Whether it does survive, or whether it plunges into crisis, can turn on the unexpected — where what is supposed to be is overturned by death or marital disaster. There is no way of human-proofing it. Monarchy must contend generation to generation, with the vulnerabilities inherent to human life.
It absorbs life’s seasons from birth to death. Each reign begins after a death and ends in one. It is an ongoing journey through mortality, resting on an idea that something given to each monarch at a reign’s beginning can at its end be passed on to the future. As Hilary Mantel has Thomas Cromwell meditate about kings in The Mirror & the Light: “that burst of light” bestowed in the coronation “has to last him.
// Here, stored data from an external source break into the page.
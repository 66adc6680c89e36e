use iocraft::prelude::*;
use unicode_width::UnicodeWidthStr;

use crate::color::ColorDepth;
use crate::filters::{Dimension, Filters};
use crate::labels::ResolvedLabels;
use crate::metadata;
use crate::theme::ResolvedTheme;
use crate::types::{MetadataMap, Project};

// ---------------------------------------------------------------------------
// Dropdown bookkeeping
// ---------------------------------------------------------------------------

/// Open/closed state of the six per-dimension dropdowns.
///
/// Mutual exclusion is deliberately NOT an invariant here: more than one
/// dropdown could in principle be open, so [`DropdownSet::all_closed`]
/// checks every flag instead of assuming at most one is set.
#[derive(Debug, Clone, Copy, Default, PartialEq, Eq)]
pub struct DropdownSet {
    project: bool,
    status: bool,
    assignee: bool,
    priority: bool,
    severity: bool,
    issue_type: bool,
}

impl DropdownSet {
    pub fn open(&mut self, dimension: Dimension) {
        *self.slot(dimension) = true;
    }

    pub fn close(&mut self, dimension: Dimension) {
        *self.slot(dimension) = false;
    }

    pub fn is_open(self, dimension: Dimension) -> bool {
        match dimension {
            Dimension::Project => self.project,
            Dimension::Status => self.status,
            Dimension::Assignee => self.assignee,
            Dimension::Priority => self.priority,
            Dimension::Severity => self.severity,
            Dimension::Type => self.issue_type,
        }
    }

    /// True when every per-dimension dropdown is closed.
    pub fn all_closed(self) -> bool {
        Dimension::ALL.iter().all(|&d| !self.is_open(d))
    }

    /// The first open dropdown in display order, if any.
    pub fn first_open(self) -> Option<Dimension> {
        Dimension::ALL.iter().copied().find(|&d| self.is_open(d))
    }

    fn slot(&mut self, dimension: Dimension) -> &mut bool {
        match dimension {
            Dimension::Project => &mut self.project,
            Dimension::Status => &mut self.status,
            Dimension::Assignee => &mut self.assignee,
            Dimension::Priority => &mut self.priority,
            Dimension::Severity => &mut self.severity,
            Dimension::Type => &mut self.issue_type,
        }
    }
}

// ---------------------------------------------------------------------------
// Anchor rule
// ---------------------------------------------------------------------------

/// Where an opening dropdown should visually attach.
#[derive(Debug, Clone, Copy, PartialEq, Eq)]
pub enum AnchorTarget {
    /// The dimension's own chip.
    Chip,
    /// The add-filter button — used when the dimension has no chip yet and
    /// its dropdown was opened from the add-filter menu.
    AddButton,
}

/// A dimension without an active filter renders no chip, so a dropdown
/// opened for it from the add-filter menu has nothing of its own to anchor
/// to and attaches to the add-filter button instead. Once the dimension is
/// active, subsequent opens anchor to its chip.
pub fn anchor_target(
    dimension: Dimension,
    has_filter: bool,
    opened_from_add_filter: Option<Dimension>,
) -> AnchorTarget {
    if !has_filter && opened_from_add_filter == Some(dimension) {
        AnchorTarget::AddButton
    } else {
        AnchorTarget::Chip
    }
}

// ---------------------------------------------------------------------------
// Chips
// ---------------------------------------------------------------------------

/// One rendered filter: dimension label, summarized value, exclude marker.
#[derive(Debug, Clone, PartialEq, Eq)]
pub struct Chip {
    pub dimension: Dimension,
    pub label: String,
    pub value: String,
    pub exclude: bool,
}

/// Build the chip list for the current filter state, in display order.
///
/// Always yields exactly `filters.active_filter_count()` chips.
pub fn build_chips(
    filters: &Filters,
    metadata: &MetadataMap,
    projects: &[Project],
    labels: &ResolvedLabels,
) -> Vec<Chip> {
    filters
        .active_dimensions()
        .into_iter()
        .map(|dimension| {
            let ids = filters.ids(dimension).unwrap_or(&[]);
            let value = match dimension {
                Dimension::Project => metadata::summarize_projects(ids, projects, labels),
                _ => metadata::summarize(dimension, ids, metadata, labels),
            };
            Chip {
                dimension,
                label: dimension.label(labels).to_owned(),
                value,
                exclude: filters.exclude(dimension),
            }
        })
        .collect()
}

// ---------------------------------------------------------------------------
// Pre-rendered filter bar (owned)
// ---------------------------------------------------------------------------

pub struct RenderedChip {
    pub text: String,
    pub fg: Color,
    pub bg: Color,
    /// Leading column of this chip within the bar.
    pub x: u16,
}

pub struct RenderedFilterBar {
    pub chips: Vec<RenderedChip>,
    pub add_button: String,
    pub add_button_x: u16,
    pub add_fg: Color,
    pub counter: String,
    pub counter_fg: Color,
    pub border_fg: Color,
}

/// Configuration for building the filter bar line.
pub struct FilterBarBuildConfig<'a> {
    pub chips: &'a [Chip],
    /// Chip under the bar cursor, highlighted for edit/remove.
    pub focused: Option<usize>,
    pub active_filter_count: usize,
    pub show_filter_count: bool,
    pub labels: &'a ResolvedLabels,
    pub theme: &'a ResolvedTheme,
    pub depth: ColorDepth,
}

impl RenderedFilterBar {
    /// Build the bar, tracking each chip's column so dropdown overlays can
    /// anchor to their chip (or to the add-filter button).
    pub fn build(cfg: &FilterBarBuildConfig<'_>) -> Self {
        let depth = cfg.depth;
        let theme = cfg.theme;
        let chip_fg = theme.text_primary.to_crossterm_color(depth);
        let chip_bg = theme.bg_chip.to_crossterm_color(depth);
        let focus_bg = theme.bg_selected.to_crossterm_color(depth);

        // padding_left of the bar view.
        let mut x: u16 = 1;
        let chips: Vec<RenderedChip> = cfg
            .chips
            .iter()
            .enumerate()
            .map(|(i, chip)| {
                let marker = if chip.exclude {
                    format!("{} ", cfg.labels.exclude_marker)
                } else {
                    String::new()
                };
                let text = format!(" {}: {marker}{} \u{00d7} ", chip.label, chip.value);
                let chip_x = x;
                #[allow(clippy::cast_possible_truncation)]
                {
                    x = x.saturating_add(text.width() as u16 + 1);
                }
                RenderedChip {
                    text,
                    fg: chip_fg,
                    bg: if cfg.focused == Some(i) { focus_bg } else { chip_bg },
                    x: chip_x,
                }
            })
            .collect();

        let counter = if cfg.show_filter_count && cfg.active_filter_count > 0 {
            format!("({})", cfg.active_filter_count)
        } else {
            String::new()
        };

        Self {
            chips,
            add_button: format!(" {} ", cfg.labels.add_filter),
            add_button_x: x,
            add_fg: theme.text_secondary.to_crossterm_color(depth),
            counter,
            counter_fg: theme.text_faint.to_crossterm_color(depth),
            border_fg: theme.border_faint.to_crossterm_color(depth),
        }
    }

    /// Anchor column for a dropdown opening on `dimension`.
    pub fn anchor_x(&self, chips: &[Chip], dimension: Dimension, target: AnchorTarget) -> u16 {
        match target {
            AnchorTarget::AddButton => self.add_button_x,
            AnchorTarget::Chip => chips
                .iter()
                .position(|c| c.dimension == dimension)
                .and_then(|i| self.chips.get(i))
                .map_or(self.add_button_x, |c| c.x),
        }
    }
}

// ---------------------------------------------------------------------------
// FilterBar component
// ---------------------------------------------------------------------------

#[derive(Default, Props)]
pub struct FilterBarProps {
    pub bar: Option<RenderedFilterBar>,
}

#[component]
pub fn FilterBar(props: &mut FilterBarProps) -> impl Into<AnyElement<'static>> {
    let Some(bar) = props.bar.take() else {
        return element! { View }.into_any();
    };

    element! {
        View(
            border_style: BorderStyle::Single,
            border_edges: Edges::Bottom,
            border_color: bar.border_fg,
            padding_left: 1,
        ) {
            #(bar.chips.into_iter().enumerate().map(|(i, chip)| {
                element! {
                    View(key: i, margin_right: 1, background_color: chip.bg) {
                        Text(content: chip.text, color: chip.fg, wrap: TextWrap::NoWrap)
                    }
                }
            }))
            Text(content: bar.add_button, color: bar.add_fg, wrap: TextWrap::NoWrap)
            #(Some(bar.counter).filter(|c| !c.is_empty()).into_iter().map(|counter| {
                element! {
                    Text(content: counter, color: bar.counter_fg, wrap: TextWrap::NoWrap)
                }
            }))
        }
    }
    .into_any()
}

// ---------------------------------------------------------------------------
// Add-filter menu
// ---------------------------------------------------------------------------

/// Dimensions the add-filter menu offers: only those without an active
/// filter.
pub fn available_dimensions(filters: &Filters) -> Vec<Dimension> {
    Dimension::ALL
        .iter()
        .copied()
        .filter(|&d| !filters.has_filter(d))
        .collect()
}

pub struct RenderedAddFilterMenu {
    pub items: Vec<String>,
    pub cursor: usize,
    pub anchor_x: u16,
    pub item_fg: Color,
    pub cursor_fg: Color,
    pub cursor_bg: Color,
    pub border_fg: Color,
}

impl RenderedAddFilterMenu {
    pub fn build(
        dimensions: &[Dimension],
        cursor: usize,
        anchor_x: u16,
        labels: &ResolvedLabels,
        theme: &ResolvedTheme,
        depth: ColorDepth,
    ) -> Self {
        Self {
            items: dimensions
                .iter()
                .map(|d| d.label(labels).to_owned())
                .collect(),
            cursor,
            anchor_x,
            item_fg: theme.text_secondary.to_crossterm_color(depth),
            cursor_fg: theme.text_primary.to_crossterm_color(depth),
            cursor_bg: theme.bg_selected.to_crossterm_color(depth),
            border_fg: theme.border_primary.to_crossterm_color(depth),
        }
    }
}

#[derive(Default, Props)]
pub struct AddFilterMenuProps {
    pub menu: Option<RenderedAddFilterMenu>,
    pub width: u16,
    pub height: u16,
}

#[component]
pub fn AddFilterMenu(props: &mut AddFilterMenuProps) -> impl Into<AnyElement<'static>> {
    let Some(menu) = props.menu.take() else {
        return element! { View }.into_any();
    };

    let term_width = u32::from(props.width);
    let term_height = u32::from(props.height);
    #[allow(clippy::cast_possible_truncation)]
    let height = (menu.items.len() as u32 + 2).min(term_height.saturating_sub(3));
    let width: u32 = 18;
    let pad_left = u32::from(menu.anchor_x).min(term_width.saturating_sub(width));

    element! {
        View(
            width: term_width,
            height: term_height,
            position: Position::Absolute,
        ) {
            View(
                margin_left: pad_left,
                margin_top: 1,
                width,
                height,
                flex_direction: FlexDirection::Column,
                border_style: BorderStyle::Round,
                border_color: menu.border_fg,
                background_color: Color::Reset,
                overflow: Overflow::Hidden,
            ) {
                #(menu.items.into_iter().enumerate().map(|(i, label)| {
                    let is_cursor = i == menu.cursor;
                    let fg = if is_cursor { menu.cursor_fg } else { menu.item_fg };
                    let bg = if is_cursor { menu.cursor_bg } else { Color::Reset };
                    let marker = if is_cursor { "\u{25b6} " } else { "  " };
                    element! {
                        View(key: i, background_color: bg, padding_left: 1) {
                            Text(content: format!("{marker}{label}"), color: fg, wrap: TextWrap::NoWrap)
                        }
                    }
                }))
            }
        }
    }
    .into_any()
}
That instant’s transformation of grace must sustain him for thirty years, forty years, for the rest of his mortal life.” At times such as the crisis through which we are living — when, hour by hour, we know that in the midst of life we are in death and when we don’t know what’s coming for us — monarchy seasoned by death and rebirth has to be present. If it is not, it is pointless.
Last Sunday, in her four-minute broadcast from Windsor Castle, our 93-year-old Queen was unequivocally present. That is why her words and demeanour unleashed such deep emotion, even in life-long republicans like Alastair Campbell. In an unprecedented collective moment of worldwide fear and grief Queen Elizabeth II was present for the country and the Commonwealth, and present without performance or any overt display of emotion.
She made the past present too. Her life journey as monarch reaches deep into what Britain has chosen to remember about its past. When she invokes herself and her sister, Princess Margaret, broadcasting in October 1940 from Windsor on BBC’s Children’s Hour, and when she tells us “we will meet again”, she is summoning a story about the country’s endurance through a terrifying past trial.
Much could be remembered more accurately about all who fought for Britain during the Second World War, all who sacrificed, and at what human cost. Much has changed. The British empire is gone. The Union has seen rather better days. She has known much disappointment and sorrow, even in the last few months. But in reaching back to the past, she touched an ideal of collective purpose and individual stoicism that at times, it is too easy to suppose, is lost in its recesses. We would like to be who she remembers us to be, who she takes us to be, and perhaps because we listened to her, who we might find more compassion and inner strength to be.